Het blanke perspectief zit vaak in de weg bij verhalen waarin indianen figureren. Westerns uit de hoogtijdagen van het filmgenre grossierden in het verbeelden van indianen als brute primitievelingen, als een op de loer liggend gevaar bij de trek naar het Westen. Dat het toch echt de blanken waren die met valse beloftes, onderdrukking en geweld de indianen steeds opnieuw verjaagden en uitroeiden, is iets waar minder plaats voor was in de grote Amerikaanse wordingsgeschiedenis.
Ook The Last of the Mohicans is duidelijk vanuit een blank perspectief geschreven, al heeft de schrijver zich in ieder geval verdiept in gebruiken en leefgewoonten van indianenstammen. Een Engelse majoor escorteert twee vrouwen naar een verder gelegen fort. De indianengids leidt ze echter vijandig gebied in.

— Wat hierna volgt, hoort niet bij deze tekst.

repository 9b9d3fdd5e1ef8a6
//! Retry configuration and its builder.

use std::time::Duration;

use super::error::OptionsError;

pub const DEFAULT_PERIOD: Duration = Duration::from_millis(100);
pub const DEFAULT_JITTER: f64 = 0.0;
pub const DEFAULT_BACKOFF_FACTOR: f64 = 1.5;
pub const DEFAULT_MAX_ATTEMPTS: u32 = 5;
pub const DEFAULT_RESET_DURATION: Duration = Duration::from_secs(3);

/// Immutable settings for one retry run.
///
/// Build with [`RetryOptions::builder`]; every setter is optional and
/// overrides exactly one default.
#[derive(Debug, Clone, Copy, PartialEq)]
pub struct RetryOptions {
    max_attempts: u32,
    period: Duration,
    backoff_factor: f64,
    jitter: f64,
    reset_duration: Duration,
    sliding: bool,
    return_latest_only: bool,
}

impl Default for RetryOptions {
    fn default() -> Self {
        Self {
            max_attempts: DEFAULT_MAX_ATTEMPTS,
            period: DEFAULT_PERIOD,
            backoff_factor: DEFAULT_BACKOFF_FACTOR,
            jitter: DEFAULT_JITTER,
            reset_duration: DEFAULT_RESET_DURATION,
            sliding: false,
            return_latest_only: false,
        }
    }
}

impl RetryOptions {
    pub fn builder() -> RetryOptionsBuilder {
        RetryOptionsBuilder::default()
    }

    /// Maximum number of attempts (including the first).
    pub fn max_attempts(&self) -> u32 {
        self.max_attempts
    }

    /// Wait between the first and second attempt.
    pub fn period(&self) -> Duration {
        self.period
    }

    pub fn backoff_factor(&self) -> f64 {
        self.backoff_factor
    }

    pub fn jitter(&self) -> f64 {
        self.jitter
    }

    /// Idle gap after which the backoff multiplier starts over.
    pub fn reset_duration(&self) -> Duration {
        self.reset_duration
    }

    /// Whether waits are measured from the end of the previous attempt
    /// instead of its start.
    pub fn sliding(&self) -> bool {
        self.sliding
    }

    pub fn return_latest_only(&self) -> bool {
        self.return_latest_only
    }
}

/// Builder for [`RetryOptions`]. Unset fields take the defaults.
#[derive(Debug, Clone, Default)]
pub struct RetryOptionsBuilder {
    max_attempts: Option<u32>,
    period: Option<Duration>,
    backoff_factor: Option<f64>,
    jitter: Option<f64>,
    reset_duration: Option<Duration>,
    sliding: Option<bool>,
    return_latest_only: Option<bool>,
}

impl RetryOptionsBuilder {
    pub fn max_attempts(mut self, max_attempts: u32) -> Self {
        self.max_attempts = Some(max_attempts);
        self
    }

    pub fn period(mut self, period: Duration) -> Self {
        self.period = Some(period);
        self
    }

    pub fn backoff_factor(mut self, factor: f64) -> Self {
        self.backoff_factor = Some(factor);
        self
    }

    pub fn jitter(mut self, jitter: f64) -> Self {
        self.jitter = Some(jitter);
        self
    }

    pub fn reset_duration(mut self, reset: Duration) -> Self {
        self.reset_duration = Some(reset);
        self
    }

    pub fn sliding(mut self, sliding: bool) -> Self {
        self.sliding = Some(sliding);
        self
    }

    pub fn return_latest_only(mut self, latest_only: bool) -> Self {
        self.return_latest_only = Some(latest_only);
        self
    }

    /// Validate each field against its own domain and build the options.
    pub fn build(self) -> Result<RetryOptions, OptionsError> {
        let defaults = RetryOptions::default();

        let max_attempts = self.max_attempts.unwrap_or(defaults.max_attempts);
        if max_attempts == 0 {
            return Err(OptionsError::ZeroAttempts);
        }

        let period = self.period.unwrap_or(defaults.period);
        if period.is_zero() {
            return Err(OptionsError::ZeroPeriod);
        }

        let backoff_factor = self.backoff_factor.unwrap_or(defaults.backoff_factor);
        if !backoff_factor.is_finite() || backoff_factor < 1.0 {
            return Err(OptionsError::BackoffFactor(backoff_factor));
        }

        let jitter = self.jitter.unwrap_or(defaults.jitter);
        if !jitter.is_finite() || jitter < 0.0 {
            return Err(OptionsError::Jitter(jitter));
        }

        Ok(RetryOptions {
            max_attempts,
            period,
            backoff_factor,
            jitter,
            reset_duration: self.reset_duration.unwrap_or(defaults.reset_duration),
            sliding: self.sliding.unwrap_or(defaults.sliding),
            return_latest_only: self.return_latest_only.unwrap_or(defaults.return_latest_only),
        })
    }
}
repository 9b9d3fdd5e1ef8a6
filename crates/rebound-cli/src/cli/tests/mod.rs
//! CLI parse tests.

use super::{Cli, CliCommand};
use clap::Parser;

pub(super) fn parse(args: &[&str]) -> CliCommand {
    let cli = Cli::try_parse_from(args).unwrap();
    cli.command
}

mod rest;
mod run;
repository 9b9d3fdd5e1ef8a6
use rebound_core::logging;

mod cli;

use crate::cli::CliCommand;

#[tokio::main]
async fn main() {
    // Initialize logging as early as possible.
    if logging::init_logging().is_err() {
        logging::init_logging_stderr();
    }

    // Parse CLI and dispatch.
    match CliCommand::run_from_args().await {
        Ok(code) => std::process::exit(code),
        Err(err) => {
            eprintln!("rebound error: {:#}", err);
            std::process::exit(1);
        }
    }
}
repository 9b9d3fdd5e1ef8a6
use anyhow::{bail, Context, Result};
use serde::{Deserialize, Serialize};
use std::fs;
use std::path::{Path, PathBuf};
use std::time::Duration;

use crate::retry::{
    RetryOptions, DEFAULT_BACKOFF_FACTOR, DEFAULT_JITTER, DEFAULT_MAX_ATTEMPTS, DEFAULT_PERIOD,
    DEFAULT_RESET_DURATION,
};

/// Retry parameters (optional `[retry]` section in config.toml).
#[derive(Debug, Clone, PartialEq, Serialize, Deserialize)]
pub struct RetryConfig {
    /// Maximum number of attempts (including the first).
    pub max_attempts: u32,
    /// Wait before the second attempt, in seconds (e.g. 0.1 = 100ms).
    pub period_secs: f64,
    /// Multiplier applied to each successive wait.
    pub backoff_factor: f64,
    /// Fractional randomization of each wait (0.0 = none).
    pub jitter: f64,
    /// Idle gap in seconds after which the backoff starts over.
    pub reset_secs: f64,
    /// Measure waits from the end of the previous attempt instead of its start.
    #[serde(default)]
    pub sliding: bool,
    /// Keep only the most recent error.
    #[serde(default)]
    pub latest_only: bool,
}

impl Default for RetryConfig {
    fn default() -> Self {
        Self {
            max_attempts: DEFAULT_MAX_ATTEMPTS,
            period_secs: DEFAULT_PERIOD.as_secs_f64(),
            backoff_factor: DEFAULT_BACKOFF_FACTOR,
            jitter: DEFAULT_JITTER,
            reset_secs: DEFAULT_RESET_DURATION.as_secs_f64(),
            sliding: false,
            latest_only: false,
        }
    }
}

impl RetryConfig {
    /// Validate and convert into engine options.
    pub fn to_options(&self) -> Result<RetryOptions> {
        let options = RetryOptions::builder()
            .max_attempts(self.max_attempts)
            .period(secs_to_duration(self.period_secs).context("period_secs")?)
            .backoff_factor(self.backoff_factor)
            .jitter(self.jitter)
            .reset_duration(secs_to_duration(self.reset_secs).context("reset_secs")?)
            .sliding(self.sliding)
            .return_latest_only(self.latest_only)
            .build()?;
        Ok(options)
    }
}

/// Global configuration loaded from `~/.config/rebound/config.toml`.
#[derive(Debug, Clone, PartialEq, Serialize, Deserialize)]
pub struct ReboundConfig {
    /// Optional retry policy; if missing, built-in defaults are used.
    #[serde(default, skip_serializing_if = "Option::is_none")]
    pub retry: Option<RetryConfig>,
    /// Optional overall timeout in seconds for `rebound run` (None = no timeout).
    #[serde(default, skip_serializing_if = "Option::is_none")]
    pub timeout_secs: Option<f64>,
}

impl Default for ReboundConfig {
    fn default() -> Self {
        Self {
            retry: Some(RetryConfig::default()),
            timeout_secs: None,
        }
    }
}

impl ReboundConfig {
    /// The `[retry]` section, or defaults when absent.
    pub fn retry_config(&self) -> RetryConfig {
        self.retry.clone().unwrap_or_default()
    }

    pub fn timeout(&self) -> Result<Option<Duration>> {
        self.timeout_secs
            .map(|s| secs_to_duration(s).context("timeout_secs"))
            .transpose()
    }
}

/// Convert a non-negative, finite number of seconds into a `Duration`.
pub fn secs_to_duration(secs: f64) -> Result<Duration> {
    if !secs.is_finite() || secs < 0.0 {
        bail!("expected a non-negative number of seconds, got {}", secs);
    }
    Duration::try_from_secs_f64(secs).with_context(|| format!("{} seconds is out of range", secs))
}

pub fn config_path() -> Result<PathBuf> {
    let xdg_dirs = xdg::BaseDirectories::with_prefix("rebound")?;
    Ok(xdg_dirs.place_config_file("config.toml")?)
}

/// Load configuration from disk, creating a default file if none exists.
pub fn load_or_init() -> Result<ReboundConfig> {
    load_or_init_at(&config_path()?)
}

/// Like [`load_or_init`] for an explicit path.
pub fn load_or_init_at(path: &Path) -> Result<ReboundConfig> {
    if !path.exists() {
        let default_cfg = ReboundConfig::default();
        let toml = toml::to_string_pretty(&default_cfg)?;
        if let Some(parent) = path.parent() {
            fs::create_dir_all(parent)?;
        }
        fs::write(path, toml)?;
        tracing::info!("created default config at {}", path.display());
        return Ok(default_cfg);
    }
    load_from_path(path)
}

pub fn load_from_path(path: &Path) -> Result<ReboundConfig> {
    let data =
        fs::read_to_string(path).with_context(|| format!("reading {}", path.display()))?;
    let cfg: ReboundConfig =
        toml::from_str(&data).with_context(|| format!("parsing {}", path.display()))?;
    Ok(cfg)
}
//! Logging init: file under XDG state dir, or graceful fallback to stderr.

use anyhow::Result;
use std::fs;
use std::io;
use std::path::PathBuf;
use tracing_subscriber::fmt::writer::BoxMakeWriter;
use tracing_subscriber::fmt::MakeWriter;
use tracing_subscriber::EnvFilter;

const DEFAULT_FILTER: &str = "info,rebound=debug,rebound_core=debug";

/// Writer that is either a file or stderr (used when file clone fails).
enum FileOrStderr {
    File(std::fs::File),
    Stderr,
}

impl io::Write for FileOrStderr {
    fn write(&mut self, buf: &[u8]) -> io::Result<usize> {
        match self {
            FileOrStderr::File(f) => f.write(buf),
            FileOrStderr::Stderr => io::stderr().lock().write(buf),
        }
    }

    fn flush(&mut self) -> io::Result<()> {
        match self {
            FileOrStderr::File(f) => f.flush(),
            FileOrStderr::Stderr => io::stderr().lock().flush(),
        }
    }
}

struct FileMakeWriter(std::fs::File);

impl<'a> MakeWriter<'a> for FileMakeWriter {
    type Writer = FileOrStderr;

    fn make_writer(&'a self) -> Self::Writer {
        self.0
            .try_clone()
            .map(FileOrStderr::File)
            .unwrap_or(FileOrStderr::Stderr)
    }
}

fn env_filter() -> EnvFilter {
    EnvFilter::try_from_default_env().unwrap_or_else(|_| EnvFilter::new(DEFAULT_FILTER))
}

/// Path of the log file, `~/.local/state/rebound/rebound.log`.
pub fn log_file_path() -> Result<PathBuf> {
    let xdg_dirs = xdg::BaseDirectories::with_prefix("rebound")?;
    Ok(xdg_dirs.get_state_home().join("rebound.log"))
}

/// Initialize structured logging to the state-dir log file.
/// On failure (e.g. log dir unwritable), returns Err so the caller can fall back to stderr.
pub fn init_logging() -> Result<()> {
    let log_file_path = log_file_path()?;
    if let Some(dir) = log_file_path.parent() {
        fs::create_dir_all(dir)?;
    }

    let file = fs::OpenOptions::new()
        .create(true)
        .append(true)
        .open(&log_file_path)?;

    let writer: BoxMakeWriter = BoxMakeWriter::new(FileMakeWriter(file));

    tracing_subscriber::fmt()
        .with_env_filter(env_filter())
        .with_writer(writer)
        .with_ansi(false)
        .try_init()
        .map_err(|e| anyhow::anyhow!("{}", e))?;

    tracing::info!("rebound logging initialized at {}", log_file_path.display());

    Ok(())
}

/// Initialize logging to stderr only (no file). Use when init_logging() fails so the CLI doesn't crash.
pub fn init_logging_stderr() {
    let _ = tracing_subscriber::fmt()
        .with_env_filter(env_filter())
        .with_writer(std::io::stderr)
        .with_ansi(false)
        .try_init();
}
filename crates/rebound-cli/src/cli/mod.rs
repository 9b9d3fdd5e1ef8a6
//! CLI for the rebound retry runner.

mod commands;

use anyhow::Result;
use clap::{Args, Parser, Subcommand};
use clap_complete::Shell;
use rebound_core::config::{self, RetryConfig};

use commands::{run_command, run_completions, run_config, run_man};

/// Top-level CLI for rebound.
#[derive(Debug, Parser)]
#[command(name = "rebound")]
#[command(about = "rebound: retry a command with exponential backoff", long_about = None)]
pub struct Cli {
    #[command(subcommand)]
    pub command: CliCommand,
}

/// Retry settings that override the `[retry]` section of config.toml.
#[derive(Debug, Clone, Default, PartialEq, Args)]
pub struct RetryArgs {
    /// Maximum number of attempts (including the first).
    #[arg(long, value_name = "N")]
    pub attempts: Option<u32>,
    /// Wait before the second attempt, in seconds.
    #[arg(long, value_name = "SECS")]
    pub period: Option<f64>,
    /// Multiplier applied to each successive wait.
    #[arg(long, value_name = "F")]
    pub factor: Option<f64>,
    /// Fractional randomization of each wait (e.g. 0.2 = ±20%).
    #[arg(long, value_name = "J")]
    pub jitter: Option<f64>,
    /// Idle gap in seconds after which the backoff starts over.
    #[arg(long, value_name = "SECS")]
    pub reset: Option<f64>,
    /// Measure waits from the end of the previous attempt instead of its start.
    /// `--sliding false` turns off a config-file setting.
    #[arg(long, value_name = "BOOL", num_args = 0..=1, default_missing_value = "true")]
    pub sliding: Option<bool>,
    /// Only report the most recent error (`--latest-only false` to turn off).
    #[arg(long, value_name = "BOOL", num_args = 0..=1, default_missing_value = "true")]
    pub latest_only: Option<bool>,
}

impl RetryArgs {
    /// Layer the flags that were given on top of `base`.
    pub fn apply(&self, base: RetryConfig) -> RetryConfig {
        RetryConfig {
            max_attempts: self.attempts.unwrap_or(base.max_attempts),
            period_secs: self.period.unwrap_or(base.period_secs),
            backoff_factor: self.factor.unwrap_or(base.backoff_factor),
            jitter: self.jitter.unwrap_or(base.jitter),
            reset_secs: self.reset.unwrap_or(base.reset_secs),
            sliding: self.sliding.unwrap_or(base.sliding),
            latest_only: self.latest_only.unwrap_or(base.latest_only),
        }
    }
}

#[derive(Debug, Clone, PartialEq, Args)]
pub struct RunArgs {
    #[command(flatten)]
    pub retry: RetryArgs,
    /// Give up after this many seconds overall (Ctrl-C also cancels).
    #[arg(long, value_name = "SECS")]
    pub timeout: Option<f64>,
    /// Print the result as JSON on stdout.
    #[arg(long)]
    pub json: bool,
    /// Command to run, after `--`.
    #[arg(last = true, required = true, value_name = "COMMAND")]
    pub command: Vec<String>,
}

#[derive(Debug, Subcommand)]
pub enum CliCommand {
    /// Run a command, retrying with backoff until it exits successfully.
    Run(RunArgs),

    /// Show the config file location and effective retry settings.
    Config,

    /// Print a shell completion script.
    Completions {
        /// Target shell.
        #[arg(value_enum)]
        shell: Shell,
    },

    /// Print the man page.
    Man,
}

impl CliCommand {
    /// Parse arguments, dispatch, and return the process exit code.
    pub async fn run_from_args() -> Result<i32> {
        let cli = Cli::parse();

        match cli.command {
            CliCommand::Run(args) => {
                let cfg = config::load_or_init()?;
                tracing::debug!("loaded config: {:?}", cfg);
                run_command(&cfg, args).await
            }
            CliCommand::Config => {
                let cfg = config::load_or_init()?;
                run_config(&cfg)?;
                Ok(0)
            }
            CliCommand::Completions { shell } => {
                run_completions(shell)?;
                Ok(0)
            }
            CliCommand::Man => {
                run_man()?;
                Ok(0)
            }
        }
    }
}

#[cfg(test)]
mod tests;
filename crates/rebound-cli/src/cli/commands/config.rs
//! `rebound config` – show where the config lives and the effective retry settings.

use anyhow::Result;
use rebound_core::config::{self, ReboundConfig};

pub fn run_config(cfg: &ReboundConfig) -> Result<()> {
    let path = config::config_path()?;
    let options = cfg.retry_config().to_options()?;
    println!("config file:    {}", path.display());
    println!("max attempts:   {}", options.max_attempts());
    println!("period:         {:?}", options.period());
    println!("backoff factor: {}", options.backoff_factor());
    println!("jitter:         {}", options.jitter());
    println!("reset after:    {:?}", options.reset_duration());
    println!("sliding:        {}", options.sliding());
    println!("latest only:    {}", options.return_latest_only());
    match cfg.timeout()? {
        Some(t) => println!("timeout:        {:?}", t),
        None => println!("timeout:        none"),
    }
    Ok(())
}
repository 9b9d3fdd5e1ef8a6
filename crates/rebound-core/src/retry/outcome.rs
//! Per-attempt records and the aggregated result of a retry run.

use std::fmt;
use std::time::Duration;

use super::error::{AttemptError, RetryError};

/// What a single invocation of the work function produced.
#[derive(Debug, Clone, PartialEq, Eq)]
pub enum AttemptOutcome<E> {
    Success,
    Failed(E),
    /// The work function panicked; holds the rendered panic message.
    Panicked(String),
}

impl<E> AttemptOutcome<E> {
    pub fn is_success(&self) -> bool {
        matches!(self, AttemptOutcome::Success)
    }
}

/// One attempt, as seen by the aggregator.
#[derive(Debug, Clone)]
pub struct AttemptRecord<E> {
    /// 0-based attempt index.
    pub index: u32,
    pub outcome: AttemptOutcome<E>,
    /// When the attempt started, relative to the start of the run.
    pub started_after: Duration,
}

impl<E: fmt::Display> AttemptRecord<E> {
    /// Emit one tracing event for this attempt.
    pub(crate) fn log(&self) {
        let started_after_ms = self.started_after.as_millis() as u64;
        match &self.outcome {
            AttemptOutcome::Success => {
                tracing::debug!(attempt = self.index, started_after_ms, "attempt succeeded");
            }
            AttemptOutcome::Failed(e) => {
                tracing::debug!(
                    attempt = self.index,
                    started_after_ms,
                    error = %e,
                    "attempt failed"
                );
            }
            AttemptOutcome::Panicked(msg) => {
                tracing::warn!(
                    attempt = self.index,
                    started_after_ms,
                    panic = %msg,
                    "attempt panicked"
                );
            }
        }
    }
}

/// Why a retry run stopped.
#[derive(Debug, Clone, Copy, PartialEq, Eq)]
pub enum Termination {
    Succeeded,
    /// The attempt budget ran out.
    Exhausted,
    /// The caller's token fired (manually or by deadline).
    Cancelled,
}

impl Termination {
    pub fn as_str(&self) -> &'static str {
        match self {
            Termination::Succeeded => "succeeded",
            Termination::Exhausted => "exhausted",
            Termination::Cancelled => "cancelled",
        }
    }
}

impl fmt::Display for Termination {
    fn fmt(&self, f: &mut fmt::Formatter<'_>) -> fmt::Result {
        f.write_str(self.as_str())
    }
}

/// Final verdict of a retry run. Owned by the caller; never changes.
#[derive(Debug, Clone)]
pub struct RetryResult<E> {
    succeeded: bool,
    errors: Vec<AttemptError<E>>,
    attempts: u32,
    termination: Termination,
}

impl<E> RetryResult<E> {
    pub fn succeeded(&self) -> bool {
        self.succeeded
    }

    /// Errors of failed attempts in attempt order. A success does not clear
    /// them. With `return_latest_only` this holds at most the last error.
    pub fn errors(&self) -> &[AttemptError<E>] {
        &self.errors
    }

    pub fn latest(&self) -> Option<&AttemptError<E>> {
        self.errors.last()
    }

    /// Number of times the work function was invoked.
    pub fn attempts(&self) -> u32 {
        self.attempts
    }

    pub fn termination(&self) -> Termination {
        self.termination
    }

    pub fn into_errors(self) -> Vec<AttemptError<E>> {
        self.errors
    }

    /// `Ok(())` on success, otherwise the collected errors tagged with the
    /// reason the run stopped.
    pub fn into_result(self) -> Result<(), RetryError<E>> {
        let attempts = self.attempts;
        let errors = self.errors;
        match self.termination {
            Termination::Succeeded => Ok(()),
            Termination::Exhausted => Err(RetryError::Exhausted { attempts, errors }),
            Termination::Cancelled => Err(RetryError::Cancelled { attempts, errors }),
        }
    }
}

/// Renders as `0: first error; 1: second error; ...`.
impl<E: fmt::Display> fmt::Display for RetryResult<E> {
    fn fmt(&self, f: &mut fmt::Formatter<'_>) -> fmt::Result {
        for (i, e) in self.errors.iter().enumerate() {
            if i > 0 {
                f.write_str("; ")?;
            }
            write!(f, "{}: {}", i, e)?;
        }
        Ok(())
    }
}

/// Accumulates attempt outcomes for one run. `finish` consumes it, so a run
/// yields exactly one [`RetryResult`].
#[derive(Debug)]
pub(crate) struct Aggregator<E> {
    latest_only: bool,
    errors: Vec<AttemptError<E>>,
    succeeded: bool,
    attempts: u32,
}

impl<E> Aggregator<E> {
    pub(crate) fn new(latest_only: bool) -> Self {
        Self {
            latest_only,
            errors: Vec::new(),
            succeeded: false,
            attempts: 0,
        }
    }

    pub(crate) fn record(&mut self, record: AttemptRecord<E>) {
        self.attempts = self.attempts.saturating_add(1);
        match record.outcome {
            AttemptOutcome::Success => self.record_success(),
            AttemptOutcome::Failed(e) => self.record_error(AttemptError::Failed(e)),
            AttemptOutcome::Panicked(msg) => self.record_error(AttemptError::Panicked(msg)),
        }
    }

    pub(crate) fn record_error(&mut self, error: AttemptError<E>) {
        if self.latest_only {
            self.errors.clear();
        }
        self.errors.push(error);
    }

    pub(crate) fn record_success(&mut self) {
        self.succeeded = true;
    }

    pub(crate) fn finish(self, termination: Termination) -> RetryResult<E> {
        debug_assert_eq!(self.succeeded, termination == Termination::Succeeded);
        RetryResult {
            succeeded: self.succeeded,
            errors: self.errors,
            attempts: self.attempts,
            termination,
        }
    }
}

#[cfg(test)]
mod tests {
    use super::*;

    fn record(index: u32, outcome: AttemptOutcome<&'static str>) -> AttemptRecord<&'static str> {
        AttemptRecord {
            index,
            outcome,
            started_after: Duration::ZERO,
        }
    }

    #[test]
    fn keeps_history_after_success() {
        let mut agg = Aggregator::new(false);
        agg.record(record(0, AttemptOutcome::Failed("a")));
        agg.record(record(1, AttemptOutcome::Panicked("boom".into())));
        agg.record(record(2, AttemptOutcome::Success));
        let res = agg.finish(Termination::Succeeded);
        assert!(res.succeeded());
        assert_eq!(res.attempts(), 3);
        assert_eq!(
            res.errors(),
            &[
                AttemptError::Failed("a"),
                AttemptError::Panicked("boom".to_string())
            ]
        );
        assert_eq!(res.latest(), Some(&AttemptError::Panicked("boom".into())));
        assert!(res.into_result().is_ok());
    }

    #[test]
    fn latest_only_replaces() {
        let mut agg = Aggregator::new(true);
        for (i, e) in ["a", "b", "c"].into_iter().enumerate() {
            agg.record(record(i as u32, AttemptOutcome::Failed(e)));
        }
        let res = agg.finish(Termination::Exhausted);
        assert_eq!(res.errors(), &[AttemptError::Failed("c")]);
        assert_eq!(res.attempts(), 3);
    }

    #[test]
    fn display_lists_errors_by_index() {
        let mut agg = Aggregator::new(false);
        agg.record(record(0, AttemptOutcome::Failed("timeout")));
        agg.record(record(1, AttemptOutcome::Panicked("oops".into())));
        let res = agg.finish(Termination::Exhausted);
        assert_eq!(res.to_string(), "0: timeout; 1: panicked: oops");
    }

    #[test]
    fn into_result_carries_termination() {
        let mut agg = Aggregator::new(false);
        agg.record(record(0, AttemptOutcome::Failed("x")));
        let err = agg.finish(Termination::Cancelled).into_result().unwrap_err();
        assert!(matches!(err, RetryError::Cancelled { attempts: 1, .. }));
        assert_eq!(err.errors().len(), 1);
        assert_eq!(err.to_string(), "cancelled after 1 attempt(s)");

        let empty: Aggregator<&str> = Aggregator::new(false);
        let err = empty.finish(Termination::Cancelled).into_result().unwrap_err();
        assert_eq!(err.attempts(), 0);
        assert!(err.errors().is_empty());
    }
}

Ze worden al snel bijgestaan door een ‘verwilderde’ Engelsman, twee Mohicanindianen en een streng gelovige muziekleraar, terwijl later een Frans leger en meerdere indianenstammen hun intrede doen. Dit allegaartje aan personages wordt door Cooper gebruikt om de diversiteit aan opvattingen uit verschillende culturen te belichten. Dat gebeurt bij vlagen mooi, zoals in het slothoofdstuk. Maar het blijft wat wrang dat de expansiedrift van blanken nauwelijks ter discussie wordt gesteld. Ook wordt één indianenstam wel erg eenzijdig als slecht afgebeeld, terwijl bijvoorbeeld de blanke dames meer een ideaalbeeld van middeleeuwse jonkvrouwen lijken te verbeelden, dan ook maar enigszins realistisch vrouwelijk overkomen.
Die eendimensionaliteit geldt ook het plot, waarin het boek echt een avonturenroman van zijn tijd is. Veel ontvoeringen, gevechten en achtervolgingen. En dat steeds opnieuw. Ook aan het taalgebruik is te merken dat het een oudje is. Elk hoofdstuk wordt ingeleid met een citaat, meestal van Shakespeare, terwijl het taalgebruik daar ook aan doet herinneren:
“And well for him it was that his speech was friendly and his wishes kind, or a place might have been found for his bones amongst those of his countrymen.”
Niet ten onrechte beklaagde Mark Twain zich over de weinig economische schrijfstijl van Cooper. Soepel leest de roman inderdaad nooit.